Капо все еще стоял на одном колене, грязные шлепанцы болтались у него меж пальцев.
— Я знал твоих родителей, твоих биологических родителей, Коррадо и Марию. Тебя звали Мариетта Палермо.
— Мариетта Палермо, — я попробовала это имя на вкус. Оно казалось чужим. Неправильным. — Мне было пять лет, когда… ты ведь имел какое-то отношение к тому, что я осталась жить с ними, не так ли?
— Ага. Я привез тебя, чтобы ты жила с ними. Я сменил твое имя.
— Марипоса, — произнес он испанское имя с итальянским акцентом. — Я буду звать тебя Марипоса. Бабочка.
Этот ублюдок дал мне это имя.
— Почему? — Я сжала руки в кулаки.
— Мариетта означает «море горечи» или что-то в этом роде. Я хотел, чтобы у тебя было что-то получше, что давало надежду. Я хотел, чтобы ты стала той, кого любишь больше всего. Бабочкой. Ты заслужила этот шанс. Оба имени начинались с Мари, как тебя называла твоя мать. Я хотел, чтобы ты сохранила и эту часть в память о ней. И знал, что так тебе будет легче. Будучи маленьким ребенком, ты всегда могла сказать окружающим тебя людям, что тебя зовут Мари. Это была не такая уж большая проблема.
— Я не это имела в виду. Зачем ты привел меня, чтобы жить с ними? Что случилось с моими мамой и папой? — Эти два простых слова чуть не разорвали меня надвое, но я сдержалась.
— Погибли, — сказал он.
— В автомобильной катастрофе? Так мне сказали Папаша и Джослин.
Капо благоговейно поставил старые шлёпки на пол и встал лицом ко мне.
— Их убила Семья Скарпоне.
— Это… — даже не могла произнести это слово. Мафия.

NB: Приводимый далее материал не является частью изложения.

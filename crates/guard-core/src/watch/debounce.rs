//! Cancellable delayed action

use std::sync::{Arc, Mutex, MutexGuard, PoisonError};
use std::time::Duration;

use tokio::runtime::Handle;
use tokio::task::JoinHandle;

type Action = Arc<dyn Fn() + Send + Sync>;

/// Runs an action once a quiet period has passed since the last [`arm`].
///
/// At most one timer is pending at any time: arming replaces (cancels) the
/// pending one. The action itself is synchronous and runs on the timer
/// task; long work should be spawned from it so a later `arm` cannot
/// cancel it.
///
/// [`arm`]: Debouncer::arm
pub struct Debouncer {
    delay: Duration,
    action: Action,
    runtime: Handle,
    pending: Mutex<Option<JoinHandle<()>>>,
}

impl Debouncer {
    /// Create a debouncer bound to the current tokio runtime.
    ///
    /// # Panics
    ///
    /// Panics when called outside a tokio runtime.
    pub fn new(delay: Duration, action: impl Fn() + Send + Sync + 'static) -> Self {
        Self {
            delay,
            action: Arc::new(action),
            runtime: Handle::current(),
            pending: Mutex::new(None),
        }
    }

    pub fn delay(&self) -> Duration {
        self.delay
    }

    /// Start (or restart) the quiet period.
    pub fn arm(&self) {
        let mut pending = self.lock();
        if let Some(previous) = pending.take() {
            previous.abort();
        }

        let action = Arc::clone(&self.action);
        let delay = self.delay;
        *pending = Some(self.runtime.spawn(async move {
            tokio::time::sleep(delay).await;
            tracing::debug!("Debounce period elapsed");
            action();
        }));
    }

    /// Drop the pending timer, if any. Returns whether one was pending.
    pub fn cancel(&self) -> bool {
        match self.lock().take() {
            Some(handle) => {
                let was_pending = !handle.is_finished();
                handle.abort();
                was_pending
            }
            None => false,
        }
    }

    /// Whether a timer is waiting to fire.
    pub fn is_armed(&self) -> bool {
        self.lock().as_ref().is_some_and(|h| !h.is_finished())
    }

    fn lock(&self) -> MutexGuard<'_, Option<JoinHandle<()>>> {
        self.pending.lock().unwrap_or_else(PoisonError::into_inner)
    }
}

impl Drop for Debouncer {
    fn drop(&mut self) {
        self.cancel();
    }
}
//! Exclusive lock file shared between processes

use std::fs::{self, File, OpenOptions};
use std::path::{Path, PathBuf};

use fs2::FileExt;

use crate::{Error, Result};

/// A lock file that at most one holder, in any process, owns at a time.
#[derive(Debug, Clone)]
pub struct LockFile {
    path: PathBuf,
}

/// Ownership of a [`LockFile`]; released on drop.
#[derive(Debug)]
pub struct LockGuard {
    file: File,
    path: PathBuf,
}

impl LockFile {
    pub fn new(path: impl Into<PathBuf>) -> Self {
        Self { path: path.into() }
    }

    pub fn path(&self) -> &Path {
        &self.path
    }

    /// Take the lock without waiting.
    ///
    /// Returns `Ok(None)` when another holder owns it. The parent
    /// directory is created if needed.
    pub fn try_acquire(&self) -> Result<Option<LockGuard>> {
        if let Some(parent) = self.path.parent() {
            fs::create_dir_all(parent).map_err(|e| Error::io(parent, e))?;
        }

        let file = OpenOptions::new()
            .read(true)
            .write(true)
            .create(true)
            .truncate(false)
            .open(&self.path)
            .map_err(|e| Error::io(&self.path, e))?;

        match file.try_lock_exclusive() {
            Ok(()) => {
                tracing::debug!(path = %self.path.display(), "Acquired lock");
                Ok(Some(LockGuard {
                    file,
                    path: self.path.clone(),
                }))
            }
            Err(e) if e.raw_os_error() == fs2::lock_contended_error().raw_os_error() => Ok(None),
            Err(_) => Err(Error::LockFailed {
                path: self.path.clone(),
            }),
        }
    }
}

impl LockGuard {
    pub fn path(&self) -> &Path {
        &self.path
    }
}

impl Drop for LockGuard {
    fn drop(&mut self) {
        if let Err(e) = self.file.unlock() {
            tracing::warn!(path = %self.path.display(), "Failed to release lock: {}", e);
        }
    }
}
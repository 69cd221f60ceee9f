//! Stop/start state machine

use std::sync::Arc;
use std::time::Duration;

use tokio::time::{Instant, MissedTickBehavior};

use super::control::{AppControl, Termination};
use crate::error::ControlError;

/// Bounds for each wait in a cycle.
#[derive(Debug, Clone, Copy, PartialEq, Eq)]
pub struct Timings {
    pub poll_interval: Duration,
    pub exit_timeout: Duration,
    pub settle: Duration,
    pub start_timeout: Duration,
}

impl Default for Timings {
    fn default() -> Self {
        Self {
            poll_interval: Duration::from_secs(1),
            exit_timeout: Duration::from_secs(60),
            settle: Duration::from_secs(1),
            start_timeout: Duration::from_secs(30),
        }
    }
}

/// Process patterns identifying the application.
#[derive(Debug, Clone, PartialEq, Eq)]
pub struct AppProfile {
    /// Pattern polled to decide whether the application is running.
    pub tracked_process: String,
    /// Patterns terminated on fallback and escalation.
    pub kill_patterns: Vec<String>,
}

/// How the stop request was delivered.
#[derive(Debug, Clone, Copy, PartialEq, Eq)]
pub enum StopMethod {
    /// The application accepted a quit request.
    Graceful,
    /// The quit request failed; matching processes were sent SIGTERM.
    Forced,
}

/// How the wait for exit ended.
#[derive(Debug, Clone, Copy, PartialEq, Eq)]
pub enum ExitOutcome {
    /// The tracked process was observed gone.
    Confirmed { waited: Duration },
    /// The timeout expired; matching processes were killed and the cycle
    /// carried on without confirming the exit.
    Forced,
}

/// How the wait for start ended.
#[derive(Debug, Clone, Copy, PartialEq, Eq)]
pub enum StartOutcome {
    /// The tracked process was observed running.
    Confirmed { waited: Duration },
    /// Not observed before the timeout. Tolerated: the application may
    /// still come up later.
    TimedOut,
}

/// Drives the application through one stop/start cycle.
pub struct ProcessLifecycle {
    control: Arc<dyn AppControl>,
    profile: AppProfile,
    timings: Timings,
}

impl ProcessLifecycle {
    pub fn new(control: Arc<dyn AppControl>, profile: AppProfile, timings: Timings) -> Self {
        Self {
            control,
            profile,
            timings,
        }
    }

    pub fn timings(&self) -> &Timings {
        &self.timings
    }

    /// Ask the application to quit, terminating it if the request fails.
    pub async fn stop(&self) -> StopMethod {
        match self.control.request_quit().await {
            Ok(()) => {
                tracing::info!("Quit request accepted");
                StopMethod::Graceful
            }
            Err(e) => {
                tracing::warn!("Failed to quit gracefully: {} (terminating processes)", e);
                self.terminate_all(Termination::Term).await;
                StopMethod::Forced
            }
        }
    }

    /// Poll until the tracked process is gone, killing everything on timeout.
    pub async fn await_exit(&self) -> ExitOutcome {
        let tracked = &self.profile.tracked_process;
        tracing::info!(
            process = %tracked,
            timeout_secs = self.timings.exit_timeout.as_secs(),
            "Waiting for process to exit"
        );

        let started = Instant::now();
        let gone = self.poll_until(false);
        match tokio::time::timeout(self.timings.exit_timeout, gone).await {
            Ok(()) => {
                let waited = started.elapsed();
                tracing::info!(process = %tracked, ?waited, "Process exited");
                ExitOutcome::Confirmed { waited }
            }
            Err(_) => {
                tracing::warn!(process = %tracked, "Timed out waiting for exit, force killing");
                self.terminate_all(Termination::Kill).await;
                ExitOutcome::Forced
            }
        }
    }

    /// Short pause so the OS finishes tearing the process down.
    pub async fn settle(&self) {
        tokio::time::sleep(self.timings.settle).await;
    }

    /// Launch the application.
    pub async fn start(&self) -> Result<(), ControlError> {
        tracing::info!("Starting application");
        self.control.launch().await.inspect_err(|e| {
            tracing::error!("Failed to start application: {}", e);
        })
    }

    /// Poll until the tracked process appears. A timeout is logged only.
    pub async fn await_start(&self) -> StartOutcome {
        let tracked = &self.profile.tracked_process;
        let started = Instant::now();
        let running = self.poll_until(true);
        match tokio::time::timeout(self.timings.start_timeout, running).await {
            Ok(()) => {
                let waited = started.elapsed();
                tracing::info!(process = %tracked, ?waited, "Application started");
                StartOutcome::Confirmed { waited }
            }
            Err(_) => {
                tracing::warn!(
                    process = %tracked,
                    "Timed out waiting for start (it may be running but not detected)"
                );
                StartOutcome::TimedOut
            }
        }
    }

    /// Resolve once `is_running(tracked)` reports `target`.
    ///
    /// The first check happens one interval after the call. A failed
    /// presence query never counts as reaching `target`.
    async fn poll_until(&self, target: bool) {
        let period = self.timings.poll_interval;
        let mut ticker = tokio::time::interval_at(Instant::now() + period, period);
        ticker.set_missed_tick_behavior(MissedTickBehavior::Delay);

        loop {
            ticker.tick().await;
            match self.control.is_running(&self.profile.tracked_process).await {
                Ok(running) if running == target => return,
                Ok(_) => {}
                Err(e) => tracing::warn!("Process presence check failed: {}", e),
            }
        }
    }

    async fn terminate_all(&self, mode: Termination) {
        for pattern in &self.profile.kill_patterns {
            if let Err(e) = self.control.terminate(pattern, mode).await {
                tracing::warn!(%pattern, %mode, "Terminate request failed: {}", e);
            }
        }
    }
}
//! Elevated write helper
//!
//! Used only after an unprivileged write has been refused. The helper
//! receives the full content on stdin, so the caller never handles
//! credentials.

use std::io::Write;
use std::path::Path;
use std::process::{Command, Stdio};

use crate::{Error, Result};

/// Writes bytes to a path with elevated rights.
pub trait PrivilegedWrite: Send + Sync {
    fn write(&self, path: &Path, content: &[u8]) -> Result<()>;
}

/// Streams content through `sudo -n tee <path>`.
///
/// `-n` makes sudo fail instead of prompting, since the daemon has no
/// terminal to prompt on.
#[derive(Debug, Clone)]
pub struct SudoTee {
    program: String,
}

impl SudoTee {
    pub fn new() -> Self {
        Self {
            program: "sudo".to_string(),
        }
    }

    /// Use a different escalation program with the same `-n tee` calling
    /// convention.
    pub fn with_program(program: impl Into<String>) -> Self {
        Self {
            program: program.into(),
        }
    }
}

impl Default for SudoTee {
    fn default() -> Self {
        Self::new()
    }
}

impl PrivilegedWrite for SudoTee {
    fn write(&self, path: &Path, content: &[u8]) -> Result<()> {
        let elevated = |message: String| Error::Elevated {
            path: path.to_path_buf(),
            message,
        };

        let mut child = Command::new(&self.program)
            .args(["-n", "tee"])
            .arg(path)
            .stdin(Stdio::piped())
            .stdout(Stdio::null())
            .stderr(Stdio::piped())
            .spawn()
            .map_err(|e| elevated(format!("failed to spawn {}: {}", self.program, e)))?;

        if let Some(mut stdin) = child.stdin.take() {
            stdin
                .write_all(content)
                .map_err(|e| elevated(format!("failed to stream content: {e}")))?;
        }

        let output = child
            .wait_with_output()
            .map_err(|e| elevated(format!("failed to wait for {}: {}", self.program, e)))?;

        if !output.status.success() {
            let stderr = String::from_utf8_lossy(&output.stderr);
            let stderr = stderr.trim();
            return Err(elevated(if stderr.is_empty() {
                format!("{} exited with {}", self.program, output.status)
            } else {
                format!("{} exited with {}: {}", self.program, output.status, stderr)
            }));
        }

        Ok(())
    }
}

— Они потребовали и твоей крови.
— Понимаю, — я осела под тяжестью собственного веса. Я не могла стоять, хотя и потянулась к сумке, чтобы прижать ее к себе. Это было единственное, что, как мне сказала Джослин, было при мне, когда я подошла к ее двери. В сумке лежали две книжки-раскраски. Одна была заполнена изображениями бабочек, а другая — принцесс. Коробка цветных карандашей. Заколка для волос в виде бабочки.
— Едва ли, — ответил он.
Услышав односложный ответ, я подняла глаза, чтобы посмотреть в глаза Капо. Он смотрел на меня, всегда смотрел с такой силой, что я не могла оторваться, но чувствовала, что могу летать.
— Ты же знал, что я люблю бабочек. Раскраски.
Марипоса. Бабочка.
— Ты сама мне говорила, — сказал Капо. — Ты просила пораскрашивать вместе с тобой. Голубой был твоим любимым цветом.
— И остается таким до сих пор, — сказала я, думая о цвете его глаз.
Меня сейчас стошнит. Я закрыла глаза, делая глубокие вдохи и выдохи.
— Ты… — мне пришлось сделать еще один вдох. — Ты следил за мной.
— Нет, — сказал Капо. — После того как я оставил тебя с Джослин и стариком Джианелли, я разорвал все связи. Так было безопаснее. Я планировал, что кто-то из приближенных ко мне людей будет проверять тебя время от времени, чтобы убедиться, что деньги все еще там и что о тебе заботятся, но потом что-то случилось, и жизнь потекла своим чередом. Когда ты в первый раз появилась у «Маккиавелло», мне показалось, что ты мне знакома. Когда ты появилась в клубе, я уже знал наверняка. Пакет со льдом, который ты оставила, подтвердил это. Проверил по ДНК крови на пакете.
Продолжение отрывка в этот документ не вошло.